In Genesis 21:33 of the Old Testament El-Olam is God-Eternal.

Jesus In the Gospels explicitly threatens the wicked with an eternal punishment. In the context of Revelation 14: 9-11 of the Bible, the book Revelation describes how smoke from application of burning sulphur onto those who worship the beast will transit upwardly forever. The position onto which sinners are condemned for all time into hell, if the souls are punished in a conscious state of existence, is known as traditionalism, and annihilationism if the punishment on arrival in the infernal dominion is that their consciousness is then annulled-extincted. Thomas Aquinas (c. 1225 – 1274) believed in an eternal God, without either a beginning or end; the concept of eternity is of divine simplicity, thus incapable of being defined or fully understood by humankind. Christian theologians may regard immutability, like the eternal Platonic forms, as essential to eternity. (Note: (Deng 2018), quote: "Augustine connects God's timeless eternity to God's being the cause of all times and God's immutability.")

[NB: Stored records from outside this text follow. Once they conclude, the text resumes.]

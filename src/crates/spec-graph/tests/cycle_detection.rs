use spec_graph::algorithms::DependencyResolver;
use spec_graph::{Edge, EdgeKind, GraphRepository, InMemoryGraphRepository, Node, NodeKind};

#[tokio::test]
async fn proposing_an_edge_that_closes_a_cycle_is_detected_before_commit() {
    let repo = InMemoryGraphRepository::new();
    for id in ["spec-a", "module-b", "module-c"] {
        repo.upsert_node(Node::new(id, NodeKind::Module, id)).await.unwrap();
    }
    repo.upsert_edge(Edge::new("e1", "spec-a", "module-b", EdgeKind::DependsOn))
        .await
        .unwrap();
    repo.upsert_edge(Edge::new("e2", "module-b", "module-c", EdgeKind::DependsOn))
        .await
        .unwrap();

    // Candidate edge would close a cycle: c -> a -> b -> c.
    let mut snapshot = repo.snapshot().await.unwrap();
    snapshot
        .edges
        .push(Edge::new("candidate", "module-c", "spec-a", EdgeKind::DependsOn));

    let resolver = DependencyResolver::from_snapshot(&snapshot);
    let cycles = resolver.detect_circular_dependencies();
    assert_eq!(cycles.len(), 1);
    assert_eq!(cycles[0].cycle_type, "direct");
    assert_eq!(cycles[0].cycle_length(), 3);

    // The actual repository is untouched: no cyclic edge was ever applied.
    let committed = repo.snapshot().await.unwrap();
    assert_eq!(committed.edges.len(), 2);
}

#[tokio::test]
async fn acyclic_graph_reports_no_cycles_and_sorts_cleanly() {
    let repo = InMemoryGraphRepository::new();
    for id in ["a", "b", "c"] {
        repo.upsert_node(Node::new(id, NodeKind::Module, id)).await.unwrap();
    }
    repo.upsert_edge(Edge::new("e1", "a", "b", EdgeKind::DependsOn))
        .await
        .unwrap();
    repo.upsert_edge(Edge::new("e2", "b", "c", EdgeKind::DependsOn))
        .await
        .unwrap();

    let snapshot = repo.snapshot().await.unwrap();
    let resolver = DependencyResolver::from_snapshot(&snapshot);
    assert!(resolver.detect_circular_dependencies().is_empty());
    let order = resolver.resolve_dependencies().unwrap();
    let pos = |id: &str| order.iter().position(|x| x == id).unwrap();
    assert!(pos("c") < pos("b") && pos("b") < pos("a"));
}
//! Semantic index: pluggable similarity search over node content.
//!
//! The trait is the extension seam; [`LexicalIndex`] is the deterministic
//! TF-IDF/cosine fallback used when no embedding-backed implementation is
//! configured, so search works the same in a test as it would with a real
//! backend wired in.

use std::collections::HashMap;

use async_trait::async_trait;

use crate::error::Result;
use crate::model::{GraphSnapshot, Node};

/// A scored search hit.
#[derive(Debug, Clone, PartialEq)]
pub struct SemanticMatch {
    pub node_id: String,
    pub score: f32,
}

/// Pluggable similarity backend over a graph's node content.
#[async_trait]
pub trait SemanticIndex: Send + Sync {
    /// Rebuilds the index from scratch against the given snapshot.
    async fn reindex(&mut self, snapshot: &GraphSnapshot) -> Result<()>;

    /// Returns up to `limit` nodes most similar to `query`, highest score first.
    async fn search(&self, query: &str, limit: usize) -> Result<Vec<SemanticMatch>>;

    /// Name of the backend, surfaced in diagnostics (`"lexical"`, `"embedding:<provider>"`).
    fn backend_name(&self) -> &'static str;
}

/// Deterministic TF-IDF + cosine similarity index with no external
/// dependencies. Used whenever a real embedding backend is not configured.
#[derive(Default)]
pub struct LexicalIndex {
    documents: HashMap<String, HashMap<String, f32>>,
    idf: HashMap<String, f32>,
}

fn tokenize(text: &str) -> Vec<String> {
    text.split(|c: char| !c.is_alphanumeric())
        .filter(|t| !t.is_empty())
        .map(|t| t.to_lowercase())
        .collect()
}

fn term_frequencies(tokens: &[String]) -> HashMap<String, f32> {
    let mut counts: HashMap<String, f32> = HashMap::new();
    for token in tokens {
        *counts.entry(token.clone()).or_insert(0.0) += 1.0;
    }
    let total = tokens.len().max(1) as f32;
    for v in counts.values_mut() {
        *v /= total;
    }
    counts
}

fn cosine_similarity(a: &HashMap<String, f32>, b: &HashMap<String, f32>) -> f32 {
    let mut dot = 0.0f32;
    for (term, weight) in a {
        if let Some(other) = b.get(term) {
            dot += weight * other;
        }
    }
    let norm_a: f32 = a.values().map(|v| v * v).sum::<f32>().sqrt();
    let norm_b: f32 = b.values().map(|v| v * v).sum::<f32>().sqrt();
    if norm_a == 0.0 || norm_b == 0.0 {
        0.0
    } else {
        dot / (norm_a * norm_b)
    }
}

impl LexicalIndex {
    pub fn new() -> Self {
        Self::default()
    }

    fn weighted(&self, tf: &HashMap<String, f32>) -> HashMap<String, f32> {
        tf.iter()
            .map(|(term, freq)| {
                let idf = self.idf.get(term).copied().unwrap_or(1.0);
                (term.clone(), freq * idf)
            })
            .collect()
    }
}

#[async_trait]
impl SemanticIndex for LexicalIndex {
    async fn reindex(&mut self, snapshot: &GraphSnapshot) -> Result<()> {
        self.documents.clear();
        self.idf.clear();

        let mut doc_term_freqs: HashMap<String, HashMap<String, f32>> = HashMap::new();
        let mut doc_count_per_term: HashMap<String, usize> = HashMap::new();

        for node in &snapshot.nodes {
            let tokens = tokenize(&node.indexable_text());
            let tf = term_frequencies(&tokens);
            for term in tf.keys() {
                *doc_count_per_term.entry(term.clone()).or_insert(0) += 1;
            }
            doc_term_freqs.insert(node.id.clone(), tf);
        }

        let total_docs = snapshot.nodes.len().max(1) as f32;
        for (term, doc_count) in &doc_count_per_term {
            let idf = (total_docs / (*doc_count as f32)).ln() + 1.0;
            self.idf.insert(term.clone(), idf);
        }

        for (id, tf) in doc_term_freqs {
            let weighted = tf
                .iter()
                .map(|(term, freq)| {
                    let idf = self.idf.get(term).copied().unwrap_or(1.0);
                    (term.clone(), freq * idf)
                })
                .collect();
            self.documents.insert(id, weighted);
        }
        Ok(())
    }

    async fn search(&self, query: &str, limit: usize) -> Result<Vec<SemanticMatch>> {
        let query_tf = term_frequencies(&tokenize(query));
        let query_vec = self.weighted(&query_tf);

        let mut scored: Vec<SemanticMatch> = self
            .documents
            .iter()
            .map(|(id, doc_vec)| SemanticMatch {
                node_id: id.clone(),
                score: cosine_similarity(&query_vec, doc_vec),
            })
            .filter(|m| m.score > 0.0)
            .collect();

        scored.sort_by(|a, b| b.score.partial_cmp(&a.score).unwrap_or(std::cmp::Ordering::Equal));
        scored.truncate(limit);
        Ok(scored)
    }

    fn backend_name(&self) -> &'static str {
        "lexical"
    }
}

/// Builds the configured [`SemanticIndex`] backend. Currently only the
/// lexical fallback is implemented in-tree; external backends are expected to
/// provide their own constructor and satisfy the same trait.
pub fn lexical_backend() -> LexicalIndex {
    LexicalIndex::new()
}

In the Islamic context, while azal indicates eternity at the beginning of known time and abad at the end; sarmad indicates all (both) aspects, this latter as an adjectival form is in surah 28 parts 71 and 72 of the Qur'an. In Islamic culture the eternity of the universe was a subject in the writings of Abu Ali ibn Sīna (died 1037), Abu Hamid al-Ghazali, Abu Walid Muhammad Ibn Rushd.

===Egyptian===
Ancient Egyptian eternity terms were neheh, for cyclical time, and djet, for linear. Rameses III (c.1187-1156 B.C.E.) funerary temple was: 'United-with -Eternity'.

===Greco-Roman===
Mythic Iliadical ἀθάνατος (athanatos) is the immortal.

The ancient greek word for everlasting, and/or eternal, exists in the Orphica Hymni.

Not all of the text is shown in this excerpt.